DATA below:

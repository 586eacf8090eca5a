//! Session records and derived metrics.
//!
//! A session spans one focus-timer lifecycle, from first activation to
//! completion or reset. Metrics are derived on read and never stored.

use chrono::{DateTime, Utc};
use serde::{Deserialize, Serialize};
use uuid::Uuid;

/// How a session ended.
#[derive(Debug, Clone, Copy, PartialEq, Eq, Serialize, Deserialize)]
#[serde(rename_all = "snake_case")]
pub enum Outcome {
    Completed,
    ResetEarly,
}

/// One contiguous interval spent on the Slack clock.
#[derive(Debug, Clone, PartialEq, Eq, Serialize, Deserialize)]
pub struct SlackSegment {
    pub started_at: DateTime<Utc>,
    pub ended_at: DateTime<Utc>,
    pub duration_secs: u32,
}

impl SlackSegment {
    /// Close a segment. Duration is floored to whole seconds and clamped
    /// at zero against clock skew.
    pub fn close(started_at: DateTime<Utc>, ended_at: DateTime<Utc>) -> Self {
        let duration_secs = (ended_at - started_at).num_seconds().max(0) as u32;
        Self {
            started_at,
            ended_at,
            duration_secs,
        }
    }
}

/// One focus-timer lifecycle.
#[derive(Debug, Clone, Serialize, Deserialize)]
pub struct Session {
    pub id: Uuid,
    pub started_at: DateTime<Utc>,
    #[serde(default)]
    pub ended_at: Option<DateTime<Utc>>,
    /// Focus duration at session start.
    pub initial_focus_secs: u32,
    /// Cumulative slack time, rounded at close.
    #[serde(default)]
    pub total_slack_secs: u32,
    /// `max(initial_focus_secs - total_slack_secs, 0)`, stamped at close.
    #[serde(default)]
    pub work_time_actual: u32,
    /// Number of switches into the Slack clock.
    #[serde(default)]
    pub slack_events: u32,
    #[serde(default)]
    pub slack_segments: Vec<SlackSegment>,
    #[serde(default)]
    pub outcome: Option<Outcome>,
}

impl Session {
    /// Open a new session.
    pub fn open(initial_focus_secs: u32, at: DateTime<Utc>) -> Self {
        Self {
            id: Uuid::new_v4(),
            started_at: at,
            ended_at: None,
            initial_focus_secs,
            total_slack_secs: 0,
            work_time_actual: 0,
            slack_events: 0,
            slack_segments: Vec::new(),
            outcome: None,
        }
    }

    /// `YYYY-MM` store partition derived from the session start.
    pub fn partition_key(&self) -> String {
        self.started_at.format("%Y-%m").to_string()
    }
}

/// Efficiency metrics derived on read.
#[derive(Debug, Clone, Serialize, Deserialize)]
pub struct SessionMetrics {
    /// `ended_at - started_at`; `None` for a session without an end stamp.
    pub wall_clock_secs: Option<i64>,
    pub actual_focus_secs: u32,
    /// Fraction of tracked time spent on Slack; 0 when nothing was tracked.
    pub slack_ratio: f64,
    /// `wall_clock - initial_focus`, signed; positive means overrun.
    pub overrun_secs: Option<i64>,
    /// `max(1 - slack_ratio, 0)`.
    pub efficiency: f64,
}

impl SessionMetrics {
    pub fn derive(session: &Session) -> Self {
        let wall_clock_secs = session
            .ended_at
            .map(|end| (end - session.started_at).num_seconds());
        let slack = i64::from(session.total_slack_secs);

        // A completed session spent the full planned duration on focus.
        // Otherwise the wall clock minus slack is the best estimate, with
        // the planned duration as fallback when no usable wall clock exists.
        let actual = if session.outcome == Some(Outcome::Completed) {
            i64::from(session.initial_focus_secs)
        } else {
            match wall_clock_secs {
                Some(wall) if wall > 0 => wall - slack,
                _ => i64::from(session.initial_focus_secs) - slack,
            }
        };
        let actual_focus_secs = actual.max(0) as u32;

        let denom = f64::from(actual_focus_secs) + f64::from(session.total_slack_secs);
        let slack_ratio = if denom > 0.0 {
            f64::from(session.total_slack_secs) / denom
        } else {
            0.0
        };

        Self {
            wall_clock_secs,
            actual_focus_secs,
            slack_ratio,
            overrun_secs: wall_clock_secs.map(|w| w - i64::from(session.initial_focus_secs)),
            efficiency: (1.0 - slack_ratio).max(0.0),
        }
    }
}

/// A stored session together with its derived metrics.
#[derive(Debug, Clone, Serialize)]
pub struct SessionWithMetrics {
    #[serde(flatten)]
    pub session: Session,
    #[serde(flatten)]
    pub metrics: SessionMetrics,
}

impl SessionWithMetrics {
    pub fn derive(session: Session) -> Self {
        let metrics = SessionMetrics::derive(&session);
        Self { session, metrics }
    }
}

End of DATA.

WHAT THE TASK REQUIRES: All of the material shown above should be written out exactly.

RESPONSE AREA:
repository 586eacf8090eca5a
//! Session records and derived metrics.
//!
//! A session spans one focus-timer lifecycle, from first activation to
//! completion or reset. Metrics are derived on read and never stored.

use chrono::{DateTime, Utc};
use serde::{Deserialize, Serialize};
use uuid::Uuid;

/// How a session ended.
#[derive(Debug, Clone, Copy, PartialEq, Eq, Serialize, Deserialize)]
#[serde(rename_all = "snake_case")]
pub enum Outcome {
    Completed,
    ResetEarly,
}

/// One contiguous interval spent on the Slack clock.
#[derive(Debug, Clone, PartialEq, Eq, Serialize, Deserialize)]
pub struct SlackSegment {
    pub started_at: DateTime<Utc>,
    pub ended_at: DateTime<Utc>,
    pub duration_secs: u32,
}

impl SlackSegment {
    /// Close a segment. Duration is floored to whole seconds and clamped
    /// at zero against clock skew.
    pub fn close(started_at: DateTime<Utc>, ended_at: DateTime<Utc>) -> Self {
        let duration_secs = (ended_at - started_at).num_seconds().max(0) as u32;
        Self {
            started_at,
            ended_at,
            duration_secs,
        }
    }
}

/// One focus-timer lifecycle.
#[derive(Debug, Clone, Serialize, Deserialize)]
pub struct Session {
    pub id: Uuid,
    pub started_at: DateTime<Utc>,
    #[serde(default)]
    pub ended_at: Option<DateTime<Utc>>,
    /// Focus duration at session start.
    pub initial_focus_secs: u32,
    /// Cumulative slack time, rounded at close.
    #[serde(default)]
    pub total_slack_secs: u32,
    /// `max(initial_focus_secs - total_slack_secs, 0)`, stamped at close.
    #[serde(default)]
    pub work_time_actual: u32,
    /// Number of switches into the Slack clock.
    #[serde(default)]
    pub slack_events: u32,
    #[serde(default)]
    pub slack_segments: Vec<SlackSegment>,
    #[serde(default)]
    pub outcome: Option<Outcome>,
}

impl Session {
    /// Open a new session.
    pub fn open(initial_focus_secs: u32, at: DateTime<Utc>) -> Self {
        Self {
            id: Uuid::new_v4(),
            started_at: at,
            ended_at: None,
            initial_focus_secs,
            total_slack_secs: 0,
            work_time_actual: 0,
            slack_events: 0,
            slack_segments: Vec::new(),
            outcome: None,
        }
    }

    /// `YYYY-MM` store partition derived from the session start.
    pub fn partition_key(&self) -> String {
        self.started_at.format("%Y-%m").to_string()
    }
}

/// Efficiency metrics derived on read.
#[derive(Debug, Clone, Serialize, Deserialize)]
pub struct SessionMetrics {
    /// `ended_at - started_at`; `None` for a session without an end stamp.
    pub wall_clock_secs: Option<i64>,
    pub actual_focus_secs: u32,
    /// Fraction of tracked time spent on Slack; 0 when nothing was tracked.
    pub slack_ratio: f64,
    /// `wall_clock - initial_focus`, signed; positive means overrun.
    pub overrun_secs: Option<i64>,
    /// `max(1 - slack_ratio, 0)`.
    pub efficiency: f64,
}

impl SessionMetrics {
    pub fn derive(session: &Session) -> Self {
        let wall_clock_secs = session
            .ended_at
            .map(|end| (end - session.started_at).num_seconds());
        let slack = i64::from(session.total_slack_secs);

        // A completed session spent the full planned duration on focus.
        // Otherwise the wall clock minus slack is the best estimate, with
        // the planned duration as fallback when no usable wall clock exists.
        let actual = if session.outcome == Some(Outcome::Completed) {
            i64::from(session.initial_focus_secs)
        } else {
            match wall_clock_secs {
                Some(wall) if wall > 0 => wall - slack,
                _ => i64::from(session.initial_focus_secs) - slack,
            }
        };
        let actual_focus_secs = actual.max(0) as u32;

        let denom = f64::from(actual_focus_secs) + f64::from(session.total_slack_secs);
        let slack_ratio = if denom > 0.0 {
            f64::from(session.total_slack_secs) / denom
        } else {
            0.0
        };

        Self {
            wall_clock_secs,
            actual_focus_secs,
            slack_ratio,
            overrun_secs: wall_clock_secs.map(|w| w - i64::from(session.initial_focus_secs)),
            efficiency: (1.0 - slack_ratio).max(0.0),
        }
    }
}

/// A stored session together with its derived metrics.
#[derive(Debug, Clone, Serialize)]
pub struct SessionWithMetrics {
    #[serde(flatten)]
    pub session: Session,
    #[serde(flatten)]
    pub metrics: SessionMetrics,
}

impl SessionWithMetrics {
    pub fn derive(session: Session) -> Self {
        let metrics = SessionMetrics::derive(&session);
        Self { session, metrics }
    }
}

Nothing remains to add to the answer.